As chip designs grow exponentially in size and complexity doubling in data volume every two years, according to Janusz Rajski the need for scalable, efficient testing solutions has never been greater. “The challenges are very significant,” Rajski explains. “We need to understand not just current problems but also envisage future ones. That’s been the tradition of Siemens EDA’s R&D, which I’ve been proud to lead.”


Pic: Janusz Rajski at the event

Rajski’s forward-thinking approach has driven the development of technologies that anticipate the industry’s needs. One such innovation is  Tessent TestKompress, introduced in 2009, which achieves test compression ratios of up to 100x and is now a cornerstone of modern chip testing. “Pretty much every big design uses compression today,” Rajski notes, emphasizing its widespread adoption. The product, spelled with a distinctive “K” (TestKompress), has become synonymous with reducing test time and costs, enabling designers to tackle increasingly intricate chips.

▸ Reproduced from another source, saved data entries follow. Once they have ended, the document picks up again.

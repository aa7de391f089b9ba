//! Status report types.
//!
//! The report is ordered the way it is rendered: ledger entries first (when
//! any are staged), then modified/untracked changes (only once a commit
//! exists to compare against), then deleted paths (always).

use serde::Serialize;

use kv_types::Fingerprint;

/// State of a staged entry, derived at report time by comparing its
/// fingerprint against the latest snapshot. The persisted marker field is
/// ignored here: it always says `created`, whatever the path's history.
#[derive(Clone, Copy, Debug, PartialEq, Eq, Serialize)]
#[serde(rename_all = "lowercase")]
pub enum StagedState {
    /// The path does not exist in the latest snapshot (or there is none).
    Created,
    /// The path exists in the latest snapshot with different content.
    Modified,
    /// The staged content is identical to the latest snapshot's.
    Unchanged,
}

impl StagedState {
    /// Lowercase label used in rendered output.
    pub fn as_str(&self) -> &'static str {
        match self {
            StagedState::Created => "created",
            StagedState::Modified => "modified",
            StagedState::Unchanged => "unchanged",
        }
    }
}

/// One ledger entry with its derived state.
#[derive(Clone, Debug, PartialEq, Eq, Serialize)]
pub struct StagedFile {
    pub path: String,
    pub timestamp: String,
    pub fingerprint: Fingerprint,
    pub state: StagedState,
}

/// Kind of an unstaged change.
#[derive(Clone, Copy, Debug, PartialEq, Eq, Serialize)]
#[serde(rename_all = "lowercase")]
pub enum ChangeKind {
    /// Content differs from the staged or snapshot fingerprint.
    Modified,
    /// Present in the working tree, absent from ledger and snapshot.
    Untracked,
}

impl ChangeKind {
    /// Lowercase label used in rendered output.
    pub fn as_str(&self) -> &'static str {
        match self {
            ChangeKind::Modified => "modified",
            ChangeKind::Untracked => "untracked",
        }
    }
}

/// A modified or untracked working-tree path.
#[derive(Clone, Debug, PartialEq, Eq, Serialize)]
pub struct ChangedFile {
    pub path: String,
    pub kind: ChangeKind,
}

/// Complete status classification.
#[derive(Clone, Debug, Default, PartialEq, Eq, Serialize)]
pub struct StatusReport {
    /// Ledger entries in insertion order, with derived states.
    pub staged: Vec<StagedFile>,
    /// Modified and untracked paths. Empty when no commit exists yet;
    /// there is nothing to compare the tree against.
    pub changes: Vec<ChangedFile>,
    /// Paths present in the ledger or the latest snapshot but gone from
    /// the working tree. Each path appears once.
    pub deleted: Vec<String>,
    /// Whether at least one snapshot exists.
    pub has_commits: bool,
}

impl StatusReport {
    /// Returns `true` if there is nothing to report.
    pub fn is_clean(&self) -> bool {
        self.staged.is_empty() && self.changes.is_empty() && self.deleted.is_empty()
    }
}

The Streaming Scan Network: A Game-Changer for DFT: Streaming Scan Network (SSN) addresses the challenges of testing chips with hundreds of cores, some designs, Rajski notes, include up to 500 cores. “You don’t wait until you have the whole chip to generate test patterns,” he explains. “Core by core, designers can create patterns, and SSN automates the process of combining them into a single pattern for the entire chip.”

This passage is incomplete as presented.